Despite the misleading titles this is a penerating documentary about the lost Jews of Morocco, lost on two accounts: lost to Morocco when the left en masse in 1965 emmigrating to Israel, and then, Lost in Israel, the "Promised Land" whose promise turned out to be a big disappointment when they were treated there as second class citizens by the European Jews who had established the State of Israel in 1947.
Anyone following the fortunes and misfortunes of Israel over the decades would be aware of the so-called Moroccan problem surrounding the fact that a sizable portion of the country's population are Sefardic Arabic speaking Jews from Morocco who have only grudgingly been accepted by the majority Ashkenazic Jews from Eastern Europe who run the country.
Ms. Wazana who is herself of Moroccan Jewish ancestry, but born and raised in Canada, spent several years tracing her roots and interviewing Moroccan Jews in Israel and in Morocco where there is still a remnant who never left. Prior to the establishment of the State of Israel Morocco had the largest Jewish population in the Arab World, firmly established and dating back to pre-Islamic times. many of them were very much integrated with the original Berber population, and to this day, even in Israel, still speak Tamazight and other Berber dialects.
Wazana visits one such former Jewish town in the midst of the Berber outback which is now a ghost town of bare stucco walls in a beautiful mountain setting. An interview with a elderly Berber gentleman in Essaouira indicates that the Jews were fully accepted there, and he wishes they would return. And this is exactly what this film is about. Misguided displacement and a slender hope if replacement!

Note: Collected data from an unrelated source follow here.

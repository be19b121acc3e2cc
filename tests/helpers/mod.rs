// SPDX-FileCopyrightText: 2025 Semiotic AI, Inc.
//
// SPDX-License-Identifier: Apache-2.0

//! Test helpers for sticker-bindings integration tests
//!
//! Provides a mocked provider, log builders and an in-memory content
//! fetcher so bindings can be exercised without a node.

#![allow(dead_code)]

use std::collections::HashMap;
use std::future::Future;
use std::sync::atomic::{AtomicUsize, Ordering};
use std::sync::{Arc, Mutex};
use std::task::{Context, Poll};
use std::time::Duration;

use alloy_json_rpc::{
    EthNotification, Id, PubSubItem, RequestPacket, Response, ResponsePacket, ResponsePayload,
};
use alloy_primitives::{Address, Bytes, LogData, B256, U256, U64};
use alloy_provider::{ProviderBuilder, RootProvider};
use alloy_pubsub::{ConnectionHandle, ConnectionInterface, PubSubConnect};
use alloy_rpc_client::ClientBuilder;
use alloy_rpc_types::Log;
use alloy_sol_types::abi::TokenSeq;
use alloy_sol_types::{SolEvent, SolType, SolValue};
use alloy_transport::mock::{Asserter, MockTransport};
use alloy_transport::{TransportError, TransportFut, TransportResult};
use async_trait::async_trait;
use serde_json::value::to_raw_value;
use tokio::sync::mpsc;
use sticker_bindings::catalog::FetchError;
use sticker_bindings::{ContentHash, PackContentFetcher};

/// Install a tracing subscriber honouring `RUST_LOG`; safe to call repeatedly.
pub fn init_tracing() {
    let _ = tracing_subscriber::fmt()
        .with_env_filter(tracing_subscriber::EnvFilter::from_default_env())
        .with_test_writer()
        .try_init();
}

/// A provider answering from a queue of canned JSON-RPC responses.
pub fn mocked_provider() -> (RootProvider, Asserter) {
    let asserter = Asserter::new();
    let provider = ProviderBuilder::new()
        .disable_recommended_fillers()
        .connect_mocked_client(asserter.clone());
    (provider, asserter)
}

/// A provider whose requests never receive a response.
pub fn silent_provider() -> RootProvider {
    RootProvider::new(ClientBuilder::default().transport(SilentTransport, true))
}

#[derive(Clone)]
pub struct SilentTransport;

impl tower::Service<RequestPacket> for SilentTransport {
    type Response = ResponsePacket;
    type Error = TransportError;
    type Future = TransportFut<'static>;

    fn poll_ready(&mut self, _cx: &mut Context<'_>) -> Poll<Result<(), TransportError>> {
        Poll::Ready(Ok(()))
    }

    fn call(&mut self, _request: RequestPacket) -> Self::Future {
        Box::pin(std::future::pending())
    }
}

/// A mocked provider whose requests each take `latency` to answer, together
/// with a tracker of how many were in flight at once.
pub fn tracked_provider(latency: Duration) -> (RootProvider, Asserter, InFlightTracker) {
    let asserter = Asserter::new();
    let tracker = InFlightTracker {
        latency,
        ..InFlightTracker::default()
    };
    let client = ClientBuilder::default()
        .layer(tracker.clone())
        .transport(MockTransport::new(asserter.clone()), true);
    (RootProvider::new(client), asserter, tracker)
}

#[derive(Clone, Default)]
pub struct InFlightTracker {
    latency: Duration,
    current: Arc<AtomicUsize>,
    peak: Arc<AtomicUsize>,
}

impl InFlightTracker {
    /// Most requests observed in flight at the same time.
    pub fn peak(&self) -> usize {
        self.peak.load(Ordering::SeqCst)
    }
}

impl<S> tower::Layer<S> for InFlightTracker {
    type Service = Tracked<S>;

    fn layer(&self, inner: S) -> Self::Service {
        Tracked {
            inner,
            tracker: self.clone(),
        }
    }
}

#[derive(Clone)]
pub struct Tracked<S> {
    inner: S,
    tracker: InFlightTracker,
}

impl<S> tower::Service<RequestPacket> for Tracked<S>
where
    S: tower::Service<
        RequestPacket,
        Response = ResponsePacket,
        Error = TransportError,
        Future = TransportFut<'static>,
    >,
{
    type Response = ResponsePacket;
    type Error = TransportError;
    type Future = TransportFut<'static>;

    fn poll_ready(&mut self, cx: &mut Context<'_>) -> Poll<Result<(), TransportError>> {
        self.inner.poll_ready(cx)
    }

    fn call(&mut self, request: RequestPacket) -> Self::Future {
        let response = self.inner.call(request);
        let tracker = self.tracker.clone();
        Box::pin(async move {
            let now = tracker.current.fetch_add(1, Ordering::SeqCst) + 1;
            tracker.peak.fetch_max(now, Ordering::SeqCst);
            tokio::time::sleep(tracker.latency).await;
            let result = response.await;
            tracker.current.fetch_sub(1, Ordering::SeqCst);
            result
        })
    }
}

const FEED_SUBSCRIPTION: u64 = 0x51;

/// In-process pubsub backend: answers `eth_subscribe` and delivers logs
/// pushed with [`LogFeed::push`] as subscription notifications.
#[derive(Clone)]
pub struct LogFeed {
    sender: mpsc::UnboundedSender<Log>,
    receiver: Arc<Mutex<Option<mpsc::UnboundedReceiver<Log>>>>,
}

impl LogFeed {
    pub fn new() -> Self {
        let (sender, receiver) = mpsc::unbounded_channel();
        Self {
            sender,
            receiver: Arc::new(Mutex::new(Some(receiver))),
        }
    }

    /// A provider connected to this feed.
    pub async fn provider(&self) -> RootProvider {
        let client = ClientBuilder::default().pubsub(self.clone()).await.unwrap();
        RootProvider::new(client)
    }

    /// Deliver `log` to the open subscription.
    pub fn push(&self, log: Log) {
        self.sender.send(log).unwrap();
    }
}

impl PubSubConnect for LogFeed {
    fn is_local(&self) -> bool {
        true
    }

    fn connect(&self) -> impl Future<Output = TransportResult<ConnectionHandle>> + Send {
        let logs = self.receiver.lock().unwrap().take();
        async move {
            let (handle, interface) = ConnectionHandle::new();
            tokio::spawn(serve_feed(interface, logs));
            Ok(handle)
        }
    }
}

async fn serve_feed(
    mut interface: ConnectionInterface,
    mut logs: Option<mpsc::UnboundedReceiver<Log>>,
) {
    loop {
        tokio::select! {
            request = interface.recv_from_frontend() => {
                let Some(request) = request else { break };
                let request: serde_json::Value = serde_json::from_str(request.get()).unwrap();
                let id: Id = serde_json::from_value(request["id"].clone()).unwrap();
                let result = match request["method"].as_str() {
                    Some("eth_subscribe") => to_raw_value(&U256::from(FEED_SUBSCRIPTION)),
                    _ => to_raw_value(&true),
                }
                .unwrap();
                let _ = interface.send_to_frontend(PubSubItem::Response(Response {
                    id,
                    payload: ResponsePayload::Success(result),
                }));
            }
            Some(log) = next_log(&mut logs) => {
                let _ = interface.send_to_frontend(PubSubItem::Notification(EthNotification {
                    subscription: U256::from(FEED_SUBSCRIPTION).into(),
                    result: to_raw_value(&log).unwrap(),
                }));
            }
        }
    }
}

async fn next_log(logs: &mut Option<mpsc::UnboundedReceiver<Log>>) -> Option<Log> {
    match logs {
        Some(receiver) => receiver.recv().await,
        None => std::future::pending().await,
    }
}

/// Queue the return data of an `eth_call`, given as the tuple of return
/// values, e.g. `(U256::from(3),)`.
pub fn push_return<T>(asserter: &Asserter, value: T)
where
    T: SolValue,
    for<'a> <T::SolType as SolType>::Token<'a>: TokenSeq<'a>,
{
    asserter.push_success(&Bytes::from(value.abi_encode_params()));
}

/// Queue a raw `eth_call` result.
pub fn push_bytes(asserter: &Asserter, bytes: impl Into<Bytes>) {
    asserter.push_success(&bytes.into());
}

pub fn push_block_number(asserter: &Asserter, number: u64) {
    asserter.push_success(&U64::from(number));
}

pub fn push_tx_hash(asserter: &Asserter, hash: B256) {
    asserter.push_success(&hash);
}

pub fn push_logs(asserter: &Asserter, logs: Vec<Log>) {
    asserter.push_success(&logs);
}

/// An RPC log carrying `event`, emitted by `address` in `block`.
pub fn event_log<E: SolEvent>(address: Address, event: &E, block: u64) -> Log {
    Log {
        inner: alloy_primitives::Log {
            address,
            data: event.encode_log_data(),
        },
        block_number: Some(block),
        ..Default::default()
    }
}

/// An RPC log with arbitrary topics and data.
pub fn raw_log(address: Address, topics: Vec<B256>, data: Bytes) -> Log {
    Log {
        inner: alloy_primitives::Log {
            address,
            data: LogData::new_unchecked(topics, data),
        },
        ..Default::default()
    }
}

/// Content fetcher backed by a map from hex content hash to document.
#[derive(Clone, Default)]
pub struct MemoryFetcher {
    documents: Arc<Mutex<HashMap<String, Vec<u8>>>>,
    requests: Arc<Mutex<Vec<String>>>,
}

impl MemoryFetcher {
    pub fn new() -> Self {
        Self::default()
    }

    /// Serve `document` for the content hash `hash`.
    pub fn with_document(self, hash: &ContentHash, document: &str) -> Self {
        self.documents
            .lock()
            .unwrap()
            .insert(hash.to_hex(), document.as_bytes().to_vec());
        self
    }

    /// Hex hashes requested so far, in order.
    pub fn requests(&self) -> Vec<String> {
        self.requests.lock().unwrap().clone()
    }
}

#[async_trait]
impl PackContentFetcher for MemoryFetcher {
    async fn fetch(&self, hash: &ContentHash) -> Result<Vec<u8>, FetchError> {
        let key = hash.to_hex();
        self.requests.lock().unwrap().push(key.clone());
        self.documents
            .lock()
            .unwrap()
            .get(&key)
            .cloned()
            .ok_or_else(|| format!("no document for {key}").into())
    }

    fn sticker_url(&self, hash: &str) -> String {
        format!("https://ipfs.example/{hash}")
    }
}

Wazana makes the point (through interviews) that the supposed threat to Jews which caused a panic and mass exodus of Jews from their long established homeland in Morocco, did not actually correspond to the reality on the ground and was basically Israeli propaganda used to gather in a needed work force to build the nation.
While the Jews in other Arab Countries such as Egypt and Iraq may have had good reason to fear anti-Jewish violence this apparently was not the case in Morocco, the Arab country with by far the largest Jewish community. Moreover the basic Arab culture of the Moroccan Jews in Israel caused them to be viewd as outsiders. They were in fact settled at first in the worst border regions of the country far from the "better life" they were promised along the sea in the Israeli heartland to lure them to Israel in the first place.

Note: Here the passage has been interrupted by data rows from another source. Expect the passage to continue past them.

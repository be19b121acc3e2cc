// SPDX-FileCopyrightText: 2025 Semiotic AI, Inc.
//
// SPDX-License-Identifier: Apache-2.0

//! Indexed-argument filters for event queries.
//!
//! Each indexed event parameter occupies one topic slot after the signature.
//! A slot matches any of the listed values, and an empty list matches
//! everything.

use alloy_primitives::{Address, FixedBytes, B256, U256};
use alloy_rpc_types::Filter;

/// Conversion of an indexed event argument into its topic word.
pub trait IntoTopic {
    fn into_topic(self) -> B256;
}

impl IntoTopic for Address {
    fn into_topic(self) -> B256 {
        self.into_word()
    }
}

impl IntoTopic for U256 {
    fn into_topic(self) -> B256 {
        B256::from(self.to_be_bytes::<32>())
    }
}

impl IntoTopic for FixedBytes<4> {
    fn into_topic(self) -> B256 {
        B256::right_padding_from(self.as_slice())
    }
}

impl IntoTopic for B256 {
    fn into_topic(self) -> B256 {
        self
    }
}

impl IntoTopic for bool {
    fn into_topic(self) -> B256 {
        B256::with_last_byte(u8::from(self))
    }
}

/// Topic constraints for the three indexed slots.
#[derive(Debug, Clone, Default, PartialEq, Eq)]
pub struct TopicRules {
    slots: [Vec<B256>; 3],
}

impl TopicRules {
    /// No constraints: every log of the event matches.
    pub fn any() -> Self {
        Self::default()
    }

    /// Constrain the first indexed argument.
    #[must_use]
    pub fn topic1<T: IntoTopic + Copy>(self, values: &[T]) -> Self {
        self.slot(0, values)
    }

    /// Constrain the second indexed argument.
    #[must_use]
    pub fn topic2<T: IntoTopic + Copy>(self, values: &[T]) -> Self {
        self.slot(1, values)
    }

    /// Constrain the third indexed argument.
    #[must_use]
    pub fn topic3<T: IntoTopic + Copy>(self, values: &[T]) -> Self {
        self.slot(2, values)
    }

    fn slot<T: IntoTopic + Copy>(mut self, index: usize, values: &[T]) -> Self {
        self.slots[index] = values.iter().map(|v| v.into_topic()).collect();
        self
    }

    /// Whether no slot is constrained.
    pub fn is_wildcard(&self) -> bool {
        self.slots.iter().all(Vec::is_empty)
    }

    /// Add the constraints to a filter.
    pub(crate) fn apply(&self, mut filter: Filter) -> Filter {
        let [first, second, third] = &self.slots;
        if !first.is_empty() {
            filter = filter.topic1(first.clone());
        }
        if !second.is_empty() {
            filter = filter.topic2(second.clone());
        }
        if !third.is_empty() {
            filter = filter.topic3(third.clone());
        }
        filter
    }
}

#[cfg(test)]
mod tests {
    use super::*;
    use alloy_primitives::{address, b256, fixed_bytes};

    #[test]
    fn test_address_topic_is_left_padded() {
        let topic = address!("00000000000000000000000000000000deadbeef").into_topic();
        assert_eq!(
            topic,
            b256!("00000000000000000000000000000000000000000000000000000000deadbeef")
        );
    }

    #[test]
    fn test_uint_topic_is_big_endian() {
        assert_eq!(U256::from(258).into_topic(), B256::left_padding_from(&[1, 2]));
    }

    #[test]
    fn test_bytes4_topic_is_right_padded() {
        let topic = fixed_bytes!("12345678").into_topic();
        assert_eq!(&topic[..4], &[0x12, 0x34, 0x56, 0x78]);
        assert!(topic[4..].iter().all(|b| *b == 0));
    }

    #[test]
    fn test_empty_rules_leave_filter_untouched() {
        let rules = TopicRules::any().topic1::<Address>(&[]);
        assert!(rules.is_wildcard());
        let filter = rules.apply(Filter::new());
        assert!(filter.topics[1].is_empty());
    }

    #[test]
    fn test_rules_fill_slots() {
        let rules = TopicRules::any()
            .topic2(&[U256::from(1), U256::from(2)])
            .topic3(&[true]);
        let filter = rules.apply(Filter::new());
        assert!(filter.topics[1].is_empty());
        assert_eq!(filter.topics[2].len(), 2);
        assert!(filter.topics[3].matches(&B256::with_last_byte(1)));
    }
}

The bulk of the film follows a well known Israeli woman activist of Moroccan origin, Shira Ohayan, on an visit to Morocco where she us determined to trace her roots. In Tetouan up north, a Spanish speaking area, she finds somebody who vaguely remember the family of her mother who used to live there.
In Casablanca major she visits the Jewish museum and has a heart to heart talk in French with the director who is a distinguished member of the remaining Casablanca Jewish community. At one point, to demonstrate their inherent Arabness she challenges him to speak in Arabic, which he does -- but she apologizes that she only knows Egyptian Arabic, not the local dialect - Darija! in the course if this discussion the negative treatment of Arab minorities in Israel is painfully addressed, whereupon Ms. Ohayan throws up her hands and exclaims: "Je ne suis pas chez moi nul part!" -- I don't feel At Home anywhere ---
Which basically sums up the identity dilemma of the Berber speaking Moroccan Jews of Israel -- and would have made a much more appropriate title for the film to start with.
The reference to Seville in Andalusian Spain will be lost to the general viewer as a reference to the medieval moorish conquest of Spain when many prominent Jews such as the philosopher Maimonedes took up residence there, and the business about "Promising them the sea" is misleading, suggesting a sea journey rather than the resettlement in a new land. .
A straightforward title like "The Lost Moroccan Jews" would be much more apt and likely to attract the broad audience this remarkable study of confused cultural identity deserves to have. It has relevance not only for Morocco and Israel and for Jews and Arabs, but for everybody, especially now in the age of mass Islamic migrations caused by the upheavals in the Middle East. These people will have similar identity problems in the host countries of Europe.
Kathy Wazana's timely film could open many eyes on both sides of the cultural divide if and when it reaches them.